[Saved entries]
>>>>

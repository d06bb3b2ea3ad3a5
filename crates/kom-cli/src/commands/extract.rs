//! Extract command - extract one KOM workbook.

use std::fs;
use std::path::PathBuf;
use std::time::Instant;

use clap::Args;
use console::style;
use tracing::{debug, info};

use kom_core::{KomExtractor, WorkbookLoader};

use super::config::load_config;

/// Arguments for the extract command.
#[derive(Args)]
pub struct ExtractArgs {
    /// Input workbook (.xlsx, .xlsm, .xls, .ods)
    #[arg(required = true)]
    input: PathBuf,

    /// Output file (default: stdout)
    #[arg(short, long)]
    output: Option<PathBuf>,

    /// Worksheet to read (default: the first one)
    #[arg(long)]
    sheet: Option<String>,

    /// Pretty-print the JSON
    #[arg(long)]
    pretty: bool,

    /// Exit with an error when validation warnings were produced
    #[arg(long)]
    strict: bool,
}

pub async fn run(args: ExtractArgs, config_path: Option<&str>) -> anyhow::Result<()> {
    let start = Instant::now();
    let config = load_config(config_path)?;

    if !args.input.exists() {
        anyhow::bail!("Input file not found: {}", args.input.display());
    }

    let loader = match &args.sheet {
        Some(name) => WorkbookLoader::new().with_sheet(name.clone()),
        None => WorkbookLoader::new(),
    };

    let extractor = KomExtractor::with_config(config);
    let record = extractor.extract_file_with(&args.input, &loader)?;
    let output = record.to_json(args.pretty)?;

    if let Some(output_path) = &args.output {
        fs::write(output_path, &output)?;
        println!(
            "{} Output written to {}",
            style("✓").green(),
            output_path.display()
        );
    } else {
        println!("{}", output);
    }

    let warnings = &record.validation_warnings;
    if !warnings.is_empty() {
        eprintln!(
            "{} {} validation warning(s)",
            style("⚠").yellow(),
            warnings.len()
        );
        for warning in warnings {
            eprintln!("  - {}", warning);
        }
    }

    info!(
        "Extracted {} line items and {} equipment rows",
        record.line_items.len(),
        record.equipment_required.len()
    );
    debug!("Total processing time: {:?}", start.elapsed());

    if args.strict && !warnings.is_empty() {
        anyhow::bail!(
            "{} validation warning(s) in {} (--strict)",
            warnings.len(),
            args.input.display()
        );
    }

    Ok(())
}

<<<<
>>>>

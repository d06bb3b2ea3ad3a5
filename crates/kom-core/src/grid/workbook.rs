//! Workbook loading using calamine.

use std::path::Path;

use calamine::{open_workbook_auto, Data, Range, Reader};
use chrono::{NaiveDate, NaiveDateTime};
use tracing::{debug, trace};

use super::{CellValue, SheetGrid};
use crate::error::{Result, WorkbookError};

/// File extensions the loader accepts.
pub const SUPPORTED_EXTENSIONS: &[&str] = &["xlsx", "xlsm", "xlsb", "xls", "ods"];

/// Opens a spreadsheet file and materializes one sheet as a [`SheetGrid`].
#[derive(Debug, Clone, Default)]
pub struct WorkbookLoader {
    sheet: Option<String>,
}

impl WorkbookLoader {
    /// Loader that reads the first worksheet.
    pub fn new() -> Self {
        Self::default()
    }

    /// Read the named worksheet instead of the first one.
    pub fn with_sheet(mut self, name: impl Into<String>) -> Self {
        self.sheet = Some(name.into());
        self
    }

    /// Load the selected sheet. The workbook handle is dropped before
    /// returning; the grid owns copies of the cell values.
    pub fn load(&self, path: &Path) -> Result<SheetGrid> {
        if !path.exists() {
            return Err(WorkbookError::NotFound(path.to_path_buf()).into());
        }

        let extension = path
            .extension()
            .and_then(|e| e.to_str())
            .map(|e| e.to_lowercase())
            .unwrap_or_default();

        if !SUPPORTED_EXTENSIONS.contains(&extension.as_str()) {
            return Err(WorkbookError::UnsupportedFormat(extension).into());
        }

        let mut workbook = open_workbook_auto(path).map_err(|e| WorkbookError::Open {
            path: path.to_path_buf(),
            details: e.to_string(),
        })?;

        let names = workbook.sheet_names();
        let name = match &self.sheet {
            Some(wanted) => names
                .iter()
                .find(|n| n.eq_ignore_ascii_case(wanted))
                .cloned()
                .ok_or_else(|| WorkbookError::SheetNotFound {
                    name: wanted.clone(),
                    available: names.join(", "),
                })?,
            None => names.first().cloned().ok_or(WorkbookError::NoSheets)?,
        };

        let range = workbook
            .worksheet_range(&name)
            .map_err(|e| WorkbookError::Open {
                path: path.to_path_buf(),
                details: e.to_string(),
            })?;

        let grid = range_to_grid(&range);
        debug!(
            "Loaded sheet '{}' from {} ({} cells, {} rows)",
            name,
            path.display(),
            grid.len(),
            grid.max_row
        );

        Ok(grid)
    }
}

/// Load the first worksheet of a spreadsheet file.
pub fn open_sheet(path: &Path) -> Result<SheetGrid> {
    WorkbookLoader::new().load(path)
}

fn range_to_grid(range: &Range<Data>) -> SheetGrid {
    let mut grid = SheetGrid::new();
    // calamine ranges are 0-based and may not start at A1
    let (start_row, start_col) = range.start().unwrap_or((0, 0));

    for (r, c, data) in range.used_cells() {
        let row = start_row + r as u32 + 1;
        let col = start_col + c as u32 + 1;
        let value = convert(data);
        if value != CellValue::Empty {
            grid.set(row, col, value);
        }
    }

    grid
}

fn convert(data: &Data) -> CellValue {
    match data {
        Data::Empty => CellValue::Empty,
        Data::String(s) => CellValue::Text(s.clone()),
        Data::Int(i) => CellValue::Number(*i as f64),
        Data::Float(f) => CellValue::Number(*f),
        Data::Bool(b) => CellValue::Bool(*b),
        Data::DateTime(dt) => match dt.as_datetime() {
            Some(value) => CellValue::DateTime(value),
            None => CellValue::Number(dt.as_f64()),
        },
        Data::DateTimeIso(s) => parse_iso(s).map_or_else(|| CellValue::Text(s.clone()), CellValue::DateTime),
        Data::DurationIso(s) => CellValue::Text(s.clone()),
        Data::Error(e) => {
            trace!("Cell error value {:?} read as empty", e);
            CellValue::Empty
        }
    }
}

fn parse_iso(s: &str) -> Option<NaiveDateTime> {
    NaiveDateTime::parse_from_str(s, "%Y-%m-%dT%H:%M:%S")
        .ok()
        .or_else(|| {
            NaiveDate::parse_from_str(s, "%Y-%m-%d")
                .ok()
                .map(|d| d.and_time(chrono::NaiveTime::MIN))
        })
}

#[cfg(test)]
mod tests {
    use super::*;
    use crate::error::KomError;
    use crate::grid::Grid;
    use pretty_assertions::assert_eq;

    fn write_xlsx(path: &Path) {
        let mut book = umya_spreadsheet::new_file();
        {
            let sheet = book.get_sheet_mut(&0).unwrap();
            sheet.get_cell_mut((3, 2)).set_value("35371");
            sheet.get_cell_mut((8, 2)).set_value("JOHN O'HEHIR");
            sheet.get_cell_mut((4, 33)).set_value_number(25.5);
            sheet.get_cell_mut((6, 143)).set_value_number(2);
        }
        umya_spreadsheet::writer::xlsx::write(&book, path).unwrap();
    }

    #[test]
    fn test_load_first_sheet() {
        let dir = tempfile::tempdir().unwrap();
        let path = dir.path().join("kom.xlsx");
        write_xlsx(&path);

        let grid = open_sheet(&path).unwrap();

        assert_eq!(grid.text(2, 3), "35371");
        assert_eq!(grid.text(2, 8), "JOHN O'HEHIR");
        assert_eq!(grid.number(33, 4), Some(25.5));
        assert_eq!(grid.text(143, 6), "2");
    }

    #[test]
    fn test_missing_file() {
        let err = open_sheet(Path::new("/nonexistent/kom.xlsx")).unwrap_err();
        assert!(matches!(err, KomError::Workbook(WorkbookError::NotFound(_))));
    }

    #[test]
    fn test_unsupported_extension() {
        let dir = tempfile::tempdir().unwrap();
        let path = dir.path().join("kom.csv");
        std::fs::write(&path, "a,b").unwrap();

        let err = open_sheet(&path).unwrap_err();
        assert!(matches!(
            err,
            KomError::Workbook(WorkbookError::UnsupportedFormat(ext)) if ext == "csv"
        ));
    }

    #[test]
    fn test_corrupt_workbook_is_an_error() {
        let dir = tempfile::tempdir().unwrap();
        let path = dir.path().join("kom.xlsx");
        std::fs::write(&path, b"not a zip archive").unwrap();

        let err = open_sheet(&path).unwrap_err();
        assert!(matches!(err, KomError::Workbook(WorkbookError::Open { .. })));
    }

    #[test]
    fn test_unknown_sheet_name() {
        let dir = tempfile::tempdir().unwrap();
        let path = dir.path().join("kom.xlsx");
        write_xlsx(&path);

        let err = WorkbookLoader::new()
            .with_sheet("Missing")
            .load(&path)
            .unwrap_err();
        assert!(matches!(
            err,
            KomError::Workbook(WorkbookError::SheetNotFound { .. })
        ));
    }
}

<<<<
>>>>

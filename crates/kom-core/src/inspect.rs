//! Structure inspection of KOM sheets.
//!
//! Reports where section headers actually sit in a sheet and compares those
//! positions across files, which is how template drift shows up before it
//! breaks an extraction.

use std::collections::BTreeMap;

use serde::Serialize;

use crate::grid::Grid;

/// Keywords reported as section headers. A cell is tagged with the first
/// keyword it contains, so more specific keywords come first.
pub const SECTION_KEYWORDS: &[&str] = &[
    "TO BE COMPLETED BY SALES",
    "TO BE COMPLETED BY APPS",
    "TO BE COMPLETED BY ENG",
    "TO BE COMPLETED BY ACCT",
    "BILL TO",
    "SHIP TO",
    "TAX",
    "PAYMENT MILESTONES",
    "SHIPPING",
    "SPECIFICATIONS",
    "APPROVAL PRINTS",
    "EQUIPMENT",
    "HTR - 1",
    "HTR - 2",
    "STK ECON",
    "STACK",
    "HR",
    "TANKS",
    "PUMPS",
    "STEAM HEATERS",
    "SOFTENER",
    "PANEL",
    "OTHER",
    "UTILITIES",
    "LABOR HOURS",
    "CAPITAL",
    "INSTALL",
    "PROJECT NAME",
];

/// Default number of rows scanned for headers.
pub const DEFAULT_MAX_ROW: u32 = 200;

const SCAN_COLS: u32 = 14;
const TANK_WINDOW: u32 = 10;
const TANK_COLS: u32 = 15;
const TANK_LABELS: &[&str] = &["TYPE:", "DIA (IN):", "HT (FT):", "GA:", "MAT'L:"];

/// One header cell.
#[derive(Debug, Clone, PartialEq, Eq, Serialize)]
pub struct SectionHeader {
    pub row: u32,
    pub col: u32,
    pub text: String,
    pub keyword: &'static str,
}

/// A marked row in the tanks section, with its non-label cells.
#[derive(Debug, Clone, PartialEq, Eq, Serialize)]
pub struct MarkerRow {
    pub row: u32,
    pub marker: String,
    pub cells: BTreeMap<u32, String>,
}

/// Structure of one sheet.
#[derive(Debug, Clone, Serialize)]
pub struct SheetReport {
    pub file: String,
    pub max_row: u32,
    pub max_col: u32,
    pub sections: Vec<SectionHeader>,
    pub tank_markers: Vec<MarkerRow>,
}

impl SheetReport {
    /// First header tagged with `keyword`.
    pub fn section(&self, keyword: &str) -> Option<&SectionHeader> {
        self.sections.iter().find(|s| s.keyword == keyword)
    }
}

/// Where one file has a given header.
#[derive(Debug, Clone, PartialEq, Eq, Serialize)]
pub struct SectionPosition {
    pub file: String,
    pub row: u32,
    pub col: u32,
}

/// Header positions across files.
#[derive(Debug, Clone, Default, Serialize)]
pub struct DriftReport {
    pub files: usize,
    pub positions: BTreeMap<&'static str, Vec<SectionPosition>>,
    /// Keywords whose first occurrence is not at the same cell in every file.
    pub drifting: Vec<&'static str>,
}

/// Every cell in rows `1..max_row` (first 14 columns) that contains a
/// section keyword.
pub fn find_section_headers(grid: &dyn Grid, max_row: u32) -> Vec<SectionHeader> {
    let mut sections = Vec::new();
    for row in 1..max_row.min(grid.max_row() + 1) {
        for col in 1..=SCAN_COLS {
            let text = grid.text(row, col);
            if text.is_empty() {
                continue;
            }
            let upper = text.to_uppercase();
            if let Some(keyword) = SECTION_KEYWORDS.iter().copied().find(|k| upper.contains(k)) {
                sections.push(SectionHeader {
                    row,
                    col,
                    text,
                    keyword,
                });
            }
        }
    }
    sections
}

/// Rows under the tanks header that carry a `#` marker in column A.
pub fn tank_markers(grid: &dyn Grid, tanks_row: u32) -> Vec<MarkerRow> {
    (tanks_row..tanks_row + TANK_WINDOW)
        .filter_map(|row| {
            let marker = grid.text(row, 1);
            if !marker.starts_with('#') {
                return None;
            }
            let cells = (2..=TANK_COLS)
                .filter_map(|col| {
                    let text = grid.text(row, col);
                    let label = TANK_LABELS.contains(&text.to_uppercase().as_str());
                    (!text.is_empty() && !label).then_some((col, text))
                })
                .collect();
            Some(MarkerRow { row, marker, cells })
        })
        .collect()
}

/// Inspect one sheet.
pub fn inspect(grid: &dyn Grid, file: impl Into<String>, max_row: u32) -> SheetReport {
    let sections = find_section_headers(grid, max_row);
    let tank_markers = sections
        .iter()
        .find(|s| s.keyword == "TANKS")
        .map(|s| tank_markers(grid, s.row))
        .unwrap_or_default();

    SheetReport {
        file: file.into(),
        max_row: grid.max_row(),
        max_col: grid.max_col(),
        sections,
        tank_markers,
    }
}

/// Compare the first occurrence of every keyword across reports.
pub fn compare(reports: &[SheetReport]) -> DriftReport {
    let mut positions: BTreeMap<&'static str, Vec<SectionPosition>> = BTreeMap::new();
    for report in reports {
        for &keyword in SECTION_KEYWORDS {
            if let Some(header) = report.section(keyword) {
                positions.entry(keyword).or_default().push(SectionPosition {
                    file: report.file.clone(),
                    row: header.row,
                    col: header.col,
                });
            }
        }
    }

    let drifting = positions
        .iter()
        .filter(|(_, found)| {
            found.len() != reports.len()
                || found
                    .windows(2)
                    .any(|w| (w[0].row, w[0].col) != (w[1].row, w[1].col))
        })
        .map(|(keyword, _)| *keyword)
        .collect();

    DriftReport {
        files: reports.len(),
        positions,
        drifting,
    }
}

<<<<

### EXERCISE BRIEF
Copy all lines of the records that have the string "SheetNotFound" in them.

### OUTPUT FOR THIS EXERCISE
                .ok_or_else(|| WorkbookError::SheetNotFound {
            KomError::Workbook(WorkbookError::SheetNotFound { .. })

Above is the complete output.